Goal of the exercise -
Among the entries, find the lines with the string "panicked" and report them.
Records for the exercise Start Marker
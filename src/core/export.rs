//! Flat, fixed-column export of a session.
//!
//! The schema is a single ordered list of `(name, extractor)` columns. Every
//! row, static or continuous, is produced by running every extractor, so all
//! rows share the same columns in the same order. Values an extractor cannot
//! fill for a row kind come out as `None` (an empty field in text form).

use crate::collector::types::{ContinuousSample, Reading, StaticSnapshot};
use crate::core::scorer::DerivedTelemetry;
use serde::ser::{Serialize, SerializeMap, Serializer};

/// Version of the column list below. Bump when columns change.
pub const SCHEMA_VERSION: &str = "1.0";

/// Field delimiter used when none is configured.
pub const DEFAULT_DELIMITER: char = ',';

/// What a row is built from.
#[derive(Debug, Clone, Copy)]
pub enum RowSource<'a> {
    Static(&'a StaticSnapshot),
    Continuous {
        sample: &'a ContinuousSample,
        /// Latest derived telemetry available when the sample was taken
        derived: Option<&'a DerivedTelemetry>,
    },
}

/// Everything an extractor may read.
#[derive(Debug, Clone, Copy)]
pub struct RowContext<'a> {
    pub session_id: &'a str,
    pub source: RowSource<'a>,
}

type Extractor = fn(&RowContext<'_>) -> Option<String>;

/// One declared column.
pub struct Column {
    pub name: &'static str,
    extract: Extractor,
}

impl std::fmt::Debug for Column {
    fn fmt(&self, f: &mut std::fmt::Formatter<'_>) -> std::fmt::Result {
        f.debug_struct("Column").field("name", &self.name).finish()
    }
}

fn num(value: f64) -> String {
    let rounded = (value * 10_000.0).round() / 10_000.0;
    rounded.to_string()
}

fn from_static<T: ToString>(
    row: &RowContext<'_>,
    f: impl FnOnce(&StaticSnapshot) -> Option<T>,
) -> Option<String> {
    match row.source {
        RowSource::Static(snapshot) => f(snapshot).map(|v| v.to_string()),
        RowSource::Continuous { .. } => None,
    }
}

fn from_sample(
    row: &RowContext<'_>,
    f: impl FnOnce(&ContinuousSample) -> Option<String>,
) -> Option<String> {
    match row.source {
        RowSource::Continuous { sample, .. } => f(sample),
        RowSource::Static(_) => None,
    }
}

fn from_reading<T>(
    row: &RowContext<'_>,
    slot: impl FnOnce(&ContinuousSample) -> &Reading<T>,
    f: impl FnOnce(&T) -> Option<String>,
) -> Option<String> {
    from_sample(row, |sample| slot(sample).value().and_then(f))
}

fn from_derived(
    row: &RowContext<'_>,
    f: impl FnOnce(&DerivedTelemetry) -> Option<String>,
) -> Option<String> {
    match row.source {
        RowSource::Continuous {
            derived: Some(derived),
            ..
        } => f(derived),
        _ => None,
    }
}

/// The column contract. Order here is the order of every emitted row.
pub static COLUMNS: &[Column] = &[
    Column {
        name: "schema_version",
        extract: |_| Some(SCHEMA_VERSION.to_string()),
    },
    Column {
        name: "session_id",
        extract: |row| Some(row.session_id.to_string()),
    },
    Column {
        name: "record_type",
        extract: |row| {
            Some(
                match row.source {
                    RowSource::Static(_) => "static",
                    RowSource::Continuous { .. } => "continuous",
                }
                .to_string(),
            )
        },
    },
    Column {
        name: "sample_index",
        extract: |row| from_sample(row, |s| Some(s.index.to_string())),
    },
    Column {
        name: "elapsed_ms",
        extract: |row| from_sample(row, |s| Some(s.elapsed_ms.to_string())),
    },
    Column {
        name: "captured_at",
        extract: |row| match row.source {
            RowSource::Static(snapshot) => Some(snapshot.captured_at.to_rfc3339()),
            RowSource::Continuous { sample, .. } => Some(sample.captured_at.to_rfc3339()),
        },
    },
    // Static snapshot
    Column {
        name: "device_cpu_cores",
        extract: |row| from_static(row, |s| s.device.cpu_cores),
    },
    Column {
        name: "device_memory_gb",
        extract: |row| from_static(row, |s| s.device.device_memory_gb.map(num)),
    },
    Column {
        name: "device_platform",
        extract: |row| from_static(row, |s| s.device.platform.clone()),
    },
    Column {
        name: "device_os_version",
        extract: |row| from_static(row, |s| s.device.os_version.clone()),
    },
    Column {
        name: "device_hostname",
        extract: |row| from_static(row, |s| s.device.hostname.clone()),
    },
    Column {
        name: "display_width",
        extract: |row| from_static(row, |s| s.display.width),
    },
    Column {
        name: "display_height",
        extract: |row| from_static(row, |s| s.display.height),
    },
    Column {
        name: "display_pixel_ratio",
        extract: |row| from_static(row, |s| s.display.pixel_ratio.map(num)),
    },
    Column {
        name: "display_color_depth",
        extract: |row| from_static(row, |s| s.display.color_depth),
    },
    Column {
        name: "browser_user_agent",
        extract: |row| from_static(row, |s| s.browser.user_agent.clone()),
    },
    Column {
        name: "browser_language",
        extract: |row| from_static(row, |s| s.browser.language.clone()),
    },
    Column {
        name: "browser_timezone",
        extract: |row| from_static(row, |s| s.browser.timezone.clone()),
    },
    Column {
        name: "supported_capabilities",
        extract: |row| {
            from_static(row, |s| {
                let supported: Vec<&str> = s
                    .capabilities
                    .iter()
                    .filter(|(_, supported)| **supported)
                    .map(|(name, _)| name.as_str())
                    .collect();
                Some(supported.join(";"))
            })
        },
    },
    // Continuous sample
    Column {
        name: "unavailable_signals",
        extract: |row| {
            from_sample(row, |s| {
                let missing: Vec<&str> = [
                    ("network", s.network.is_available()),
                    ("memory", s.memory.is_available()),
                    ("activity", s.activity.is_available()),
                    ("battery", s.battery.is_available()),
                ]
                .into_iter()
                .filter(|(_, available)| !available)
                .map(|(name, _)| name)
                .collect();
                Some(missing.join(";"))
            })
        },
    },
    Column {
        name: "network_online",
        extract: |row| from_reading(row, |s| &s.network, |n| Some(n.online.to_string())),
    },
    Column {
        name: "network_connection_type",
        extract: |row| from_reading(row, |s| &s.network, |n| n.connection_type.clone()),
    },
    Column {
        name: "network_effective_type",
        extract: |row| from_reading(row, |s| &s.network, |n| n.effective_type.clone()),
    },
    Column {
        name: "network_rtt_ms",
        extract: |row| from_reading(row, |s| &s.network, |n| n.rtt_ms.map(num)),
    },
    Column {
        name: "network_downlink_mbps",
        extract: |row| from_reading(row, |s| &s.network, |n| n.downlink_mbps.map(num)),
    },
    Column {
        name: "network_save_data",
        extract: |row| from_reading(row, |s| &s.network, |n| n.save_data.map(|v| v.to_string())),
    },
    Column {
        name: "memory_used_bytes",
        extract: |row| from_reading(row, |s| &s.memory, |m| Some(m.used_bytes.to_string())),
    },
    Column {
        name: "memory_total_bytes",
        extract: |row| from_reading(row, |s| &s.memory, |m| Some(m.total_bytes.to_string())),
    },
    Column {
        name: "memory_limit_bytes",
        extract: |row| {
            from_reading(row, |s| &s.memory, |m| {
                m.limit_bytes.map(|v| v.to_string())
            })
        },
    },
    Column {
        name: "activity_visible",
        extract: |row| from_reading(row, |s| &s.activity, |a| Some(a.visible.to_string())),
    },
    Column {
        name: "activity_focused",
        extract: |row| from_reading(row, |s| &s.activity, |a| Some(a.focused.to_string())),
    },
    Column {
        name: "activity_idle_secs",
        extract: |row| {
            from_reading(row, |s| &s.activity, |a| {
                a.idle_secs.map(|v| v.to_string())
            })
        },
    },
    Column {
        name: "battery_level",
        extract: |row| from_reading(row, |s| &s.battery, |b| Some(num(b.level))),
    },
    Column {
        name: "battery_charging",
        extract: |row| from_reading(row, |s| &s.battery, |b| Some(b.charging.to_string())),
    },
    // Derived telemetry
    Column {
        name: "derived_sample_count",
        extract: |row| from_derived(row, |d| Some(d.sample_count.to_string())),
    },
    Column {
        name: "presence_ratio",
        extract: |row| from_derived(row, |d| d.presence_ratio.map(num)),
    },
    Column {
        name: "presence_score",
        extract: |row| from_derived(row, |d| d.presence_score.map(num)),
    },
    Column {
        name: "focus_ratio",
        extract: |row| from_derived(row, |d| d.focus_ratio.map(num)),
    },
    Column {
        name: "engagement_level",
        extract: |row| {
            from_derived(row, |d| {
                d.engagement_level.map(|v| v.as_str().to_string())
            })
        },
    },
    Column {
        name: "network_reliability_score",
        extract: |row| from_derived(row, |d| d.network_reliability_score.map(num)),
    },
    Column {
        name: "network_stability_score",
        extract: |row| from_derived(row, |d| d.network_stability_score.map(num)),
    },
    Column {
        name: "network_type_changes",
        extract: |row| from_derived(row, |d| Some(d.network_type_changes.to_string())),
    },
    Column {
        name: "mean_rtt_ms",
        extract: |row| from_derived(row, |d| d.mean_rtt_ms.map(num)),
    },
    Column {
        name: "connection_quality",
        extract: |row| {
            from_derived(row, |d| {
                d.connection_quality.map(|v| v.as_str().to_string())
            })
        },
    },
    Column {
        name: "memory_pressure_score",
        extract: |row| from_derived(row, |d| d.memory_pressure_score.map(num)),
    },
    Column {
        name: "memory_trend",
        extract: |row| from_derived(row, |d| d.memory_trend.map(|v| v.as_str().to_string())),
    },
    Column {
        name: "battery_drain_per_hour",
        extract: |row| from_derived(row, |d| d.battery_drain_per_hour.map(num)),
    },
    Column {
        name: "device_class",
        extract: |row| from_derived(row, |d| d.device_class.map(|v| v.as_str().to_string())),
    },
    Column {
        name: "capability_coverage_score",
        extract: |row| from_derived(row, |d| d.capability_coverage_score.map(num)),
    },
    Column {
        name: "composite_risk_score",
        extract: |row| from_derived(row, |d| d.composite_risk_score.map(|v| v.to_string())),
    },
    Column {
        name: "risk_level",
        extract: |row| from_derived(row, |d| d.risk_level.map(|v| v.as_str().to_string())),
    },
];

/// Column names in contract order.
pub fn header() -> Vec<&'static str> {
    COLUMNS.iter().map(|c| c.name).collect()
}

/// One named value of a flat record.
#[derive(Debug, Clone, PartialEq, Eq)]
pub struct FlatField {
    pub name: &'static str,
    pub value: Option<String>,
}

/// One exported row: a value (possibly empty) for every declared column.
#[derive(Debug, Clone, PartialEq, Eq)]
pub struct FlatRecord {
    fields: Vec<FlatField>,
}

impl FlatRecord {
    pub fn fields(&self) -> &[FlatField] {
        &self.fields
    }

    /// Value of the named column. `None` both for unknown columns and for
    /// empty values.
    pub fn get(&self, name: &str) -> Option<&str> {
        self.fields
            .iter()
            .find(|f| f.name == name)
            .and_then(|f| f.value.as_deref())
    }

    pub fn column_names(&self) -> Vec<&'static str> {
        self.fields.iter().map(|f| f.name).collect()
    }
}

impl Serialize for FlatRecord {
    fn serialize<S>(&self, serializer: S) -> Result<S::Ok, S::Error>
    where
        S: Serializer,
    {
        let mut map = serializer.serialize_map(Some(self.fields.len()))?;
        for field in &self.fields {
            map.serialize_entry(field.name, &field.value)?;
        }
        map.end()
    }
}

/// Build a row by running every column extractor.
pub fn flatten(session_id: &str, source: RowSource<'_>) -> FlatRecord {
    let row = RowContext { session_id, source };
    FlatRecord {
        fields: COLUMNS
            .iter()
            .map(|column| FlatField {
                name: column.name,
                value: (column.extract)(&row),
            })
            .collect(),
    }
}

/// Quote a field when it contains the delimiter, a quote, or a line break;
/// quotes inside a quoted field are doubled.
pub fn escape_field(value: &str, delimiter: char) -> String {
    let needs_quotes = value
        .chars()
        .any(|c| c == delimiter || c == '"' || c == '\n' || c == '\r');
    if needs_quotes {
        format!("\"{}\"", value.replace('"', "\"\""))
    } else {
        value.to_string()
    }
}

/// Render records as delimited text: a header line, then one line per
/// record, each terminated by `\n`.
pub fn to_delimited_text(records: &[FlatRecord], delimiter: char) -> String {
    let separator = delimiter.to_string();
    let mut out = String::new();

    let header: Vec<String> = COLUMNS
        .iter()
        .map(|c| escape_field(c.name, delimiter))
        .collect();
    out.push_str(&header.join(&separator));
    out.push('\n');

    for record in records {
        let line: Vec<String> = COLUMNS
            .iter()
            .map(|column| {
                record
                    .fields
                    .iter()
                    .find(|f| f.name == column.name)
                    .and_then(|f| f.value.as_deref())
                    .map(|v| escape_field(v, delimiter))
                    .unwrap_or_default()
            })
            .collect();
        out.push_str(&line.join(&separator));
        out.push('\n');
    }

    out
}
Records for the exercise End Marker
Records for the exercise Start Marker
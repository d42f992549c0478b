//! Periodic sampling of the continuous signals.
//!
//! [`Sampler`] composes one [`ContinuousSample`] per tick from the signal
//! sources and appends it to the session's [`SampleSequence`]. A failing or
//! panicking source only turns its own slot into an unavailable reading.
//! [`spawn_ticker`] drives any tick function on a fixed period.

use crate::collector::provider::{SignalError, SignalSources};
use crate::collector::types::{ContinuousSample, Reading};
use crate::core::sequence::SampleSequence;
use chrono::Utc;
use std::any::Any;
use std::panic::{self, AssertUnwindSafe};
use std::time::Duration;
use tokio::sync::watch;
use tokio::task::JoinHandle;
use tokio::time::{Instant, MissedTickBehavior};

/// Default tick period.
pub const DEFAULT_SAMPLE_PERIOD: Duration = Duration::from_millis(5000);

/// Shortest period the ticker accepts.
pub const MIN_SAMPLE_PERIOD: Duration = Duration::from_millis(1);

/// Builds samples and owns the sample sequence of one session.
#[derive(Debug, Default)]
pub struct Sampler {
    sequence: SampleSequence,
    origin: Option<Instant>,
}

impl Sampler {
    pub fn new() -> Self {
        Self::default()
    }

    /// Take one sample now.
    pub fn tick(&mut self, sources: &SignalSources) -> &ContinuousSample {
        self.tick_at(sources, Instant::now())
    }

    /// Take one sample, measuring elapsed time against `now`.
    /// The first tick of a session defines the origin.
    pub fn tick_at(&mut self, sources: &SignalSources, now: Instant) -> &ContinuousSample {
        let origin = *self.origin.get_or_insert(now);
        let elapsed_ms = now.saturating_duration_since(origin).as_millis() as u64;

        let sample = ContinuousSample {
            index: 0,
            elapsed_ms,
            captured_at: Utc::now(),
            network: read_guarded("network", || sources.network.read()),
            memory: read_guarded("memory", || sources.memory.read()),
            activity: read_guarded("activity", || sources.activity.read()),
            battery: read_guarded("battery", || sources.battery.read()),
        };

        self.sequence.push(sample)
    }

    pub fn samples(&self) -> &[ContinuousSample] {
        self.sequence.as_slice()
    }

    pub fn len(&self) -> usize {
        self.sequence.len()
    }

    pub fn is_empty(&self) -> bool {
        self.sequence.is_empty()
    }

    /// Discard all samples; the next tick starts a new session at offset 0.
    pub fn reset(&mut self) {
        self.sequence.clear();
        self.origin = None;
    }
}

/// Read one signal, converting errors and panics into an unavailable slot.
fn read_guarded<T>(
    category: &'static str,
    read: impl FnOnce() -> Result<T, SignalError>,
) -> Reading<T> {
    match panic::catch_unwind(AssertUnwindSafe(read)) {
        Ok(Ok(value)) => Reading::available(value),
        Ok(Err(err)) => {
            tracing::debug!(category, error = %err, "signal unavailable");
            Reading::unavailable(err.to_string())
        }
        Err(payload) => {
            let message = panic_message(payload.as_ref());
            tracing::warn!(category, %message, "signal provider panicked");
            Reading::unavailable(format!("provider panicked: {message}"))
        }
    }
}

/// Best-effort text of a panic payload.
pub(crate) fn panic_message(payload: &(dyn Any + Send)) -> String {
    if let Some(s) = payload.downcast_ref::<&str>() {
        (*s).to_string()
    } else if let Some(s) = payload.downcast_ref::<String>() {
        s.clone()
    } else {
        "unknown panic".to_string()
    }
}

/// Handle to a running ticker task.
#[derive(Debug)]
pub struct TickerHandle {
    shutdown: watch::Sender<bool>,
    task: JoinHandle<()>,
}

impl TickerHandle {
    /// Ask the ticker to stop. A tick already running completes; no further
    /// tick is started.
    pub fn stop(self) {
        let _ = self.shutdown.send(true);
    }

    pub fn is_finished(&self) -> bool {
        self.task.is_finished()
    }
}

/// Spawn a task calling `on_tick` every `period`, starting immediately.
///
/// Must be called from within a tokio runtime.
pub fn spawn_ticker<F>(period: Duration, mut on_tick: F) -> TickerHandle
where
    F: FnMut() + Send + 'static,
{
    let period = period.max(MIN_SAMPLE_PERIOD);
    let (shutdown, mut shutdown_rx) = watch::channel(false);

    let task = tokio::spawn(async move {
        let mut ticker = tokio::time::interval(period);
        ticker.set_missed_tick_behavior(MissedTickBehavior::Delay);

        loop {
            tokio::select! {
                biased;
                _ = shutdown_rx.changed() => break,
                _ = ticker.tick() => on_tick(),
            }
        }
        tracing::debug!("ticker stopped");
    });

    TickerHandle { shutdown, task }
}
Records for the exercise End Marker
Exercise answer -
            tracing::warn!(category, %message, "signal provider panicked");
            Reading::unavailable(format!("provider panicked: {message}"))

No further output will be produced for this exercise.